While lying in the outpatient hospital bed waiting for my colonoscopy, I was wondering with Janie about which informational brochure they’d give me after the procedure.  Which diagnosed group would I join?  Would it be Irritable Bowel Syndrome, Celiac Disease, Crohn’s Disease, dairy intolerance?  I joked with the anesthesiologist that I hoped it would be quick and painless.  While being prepped for the procedure, I remember the doctor wanted to listen to music and settled on Paul Simon.  I remember thinking, a little easy listening and a smooth colonoscopy.  Those were my last thoughts before being diagnosed with cancer.  I didn’t know my life was about to change and that there would be no brochure for me.
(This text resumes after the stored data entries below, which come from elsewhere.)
//! Derivation engine: one topological pass over the record after every
//! store write.
//!
//! Pass order: score floors first, then each derived bucket is recomputed
//! from its authoritative source. Each field is written at most once per
//! pass and derivation never touches a field holding an explicit user pick,
//! so there are no update cycles and no clobbered choices.

use super::buckets::{GoalsBucket, RedBucket, YellowBucket};
use super::{Derivable, PredictionRecord};

/// Run the full derivation pass.
pub fn run(record: &mut PredictionRecord) {
    floor_full_time(record);
    derive_total_goals(record);
    derive_yellow_cards(record);
    derive_red_cards(record);
}

/// Full-time can never sit below first-half for the same side: setting
/// first-half seeds full-time up, and raising first-half later pulls an
/// existing full-time up to match.
fn floor_full_time(record: &mut PredictionRecord) {
    let m = &mut record.match_predictions;
    if let (Some(fh), Some(ft)) = (m.first_half_home, m.full_time_home) {
        if ft < fh {
            m.full_time_home = Some(fh);
        }
    }
    if let (Some(fh), Some(ft)) = (m.first_half_away, m.full_time_away) {
        if ft < fh {
            m.full_time_away = Some(fh);
        }
    }
}

/// Total-goals bucket. The full-time score is authoritative; player-derived
/// goal sums only apply while no full-time score exists. An explicit user
/// pick always wins over either source.
fn derive_total_goals(record: &mut PredictionRecord) {
    if matches!(record.match_predictions.total_goals, Some(d) if !d.derived) {
        return;
    }

    let m = &record.match_predictions;
    let from_score = match (m.full_time_home, m.full_time_away) {
        (Some(h), Some(a)) => Some(GoalsBucket::for_total(h.saturating_add(a))),
        _ => None,
    };

    let value = from_score.or_else(|| {
        let sum: u8 = record
            .player_predictions
            .values()
            .map(|p| p.predicted_goals())
            .fold(0u8, |acc, g| acc.saturating_add(g));
        (sum > 0).then(|| GoalsBucket::for_total(sum))
    });

    record.match_predictions.total_goals = value.map(Derivable::auto);
}

fn derive_yellow_cards(record: &mut PredictionRecord) {
    if matches!(record.match_predictions.yellow_cards, Some(d) if !d.derived) {
        return;
    }

    let count =
        record.player_predictions.values().filter(|p| p.yellow_card == Some(true)).count() as u8;
    record.match_predictions.yellow_cards =
        (count > 0).then(|| Derivable::auto(YellowBucket::for_count(count)));
}

fn derive_red_cards(record: &mut PredictionRecord) {
    if matches!(record.match_predictions.red_cards, Some(d) if !d.derived) {
        return;
    }

    let count = record.player_predictions.values().filter(|p| p.predicts_dismissal()).count() as u8;
    record.match_predictions.red_cards =
        (count > 0).then(|| Derivable::auto(RedBucket::for_count(count)));
}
After the procedure, I was groggy and realized immediately from the doctor’s facial expression that something was wrong.  I remembered him saying, “You have a cancerous mass.  I removed numerous polyps…so many that I stopped counting.”  Still groggy and instantly overwhelmed, my brain tried to think but couldn’t.  I looked at my wife but couldn’t talk.  I was frozen.  A nurse stayed with us and repeated everything the doctor said to try and help us with the burden of bad news.  The doctor returned after taking care of another patient to talk with us again.  This time I was alert and could process more of what he said.  He showed me pictures taken of the mass during the colonoscopy and told me that in the future, my colon would probably need to be removed, but first I needed a CT scan to determine if the cancer had spread.

I went home and spent the rest of the day on Google searching everything about colon cancer and all the stages. I compared my mass to other images and tried to guess the stage of cancer.  I went to chat rooms with colon cancer survivors looking for any helpful information.  At the end of the day I was anxious and frustrated from what I had read.  That experience has led to the creation of this blog where hope, inspiration and positivity are the things I want to share with others.

Blog Beginnings

I am beginning this blog to keep everyone updated of my progress, as well as to educate others about cancer.  The blog will also share how I am staying positive through my spirituality and with the love and support of my family and friends.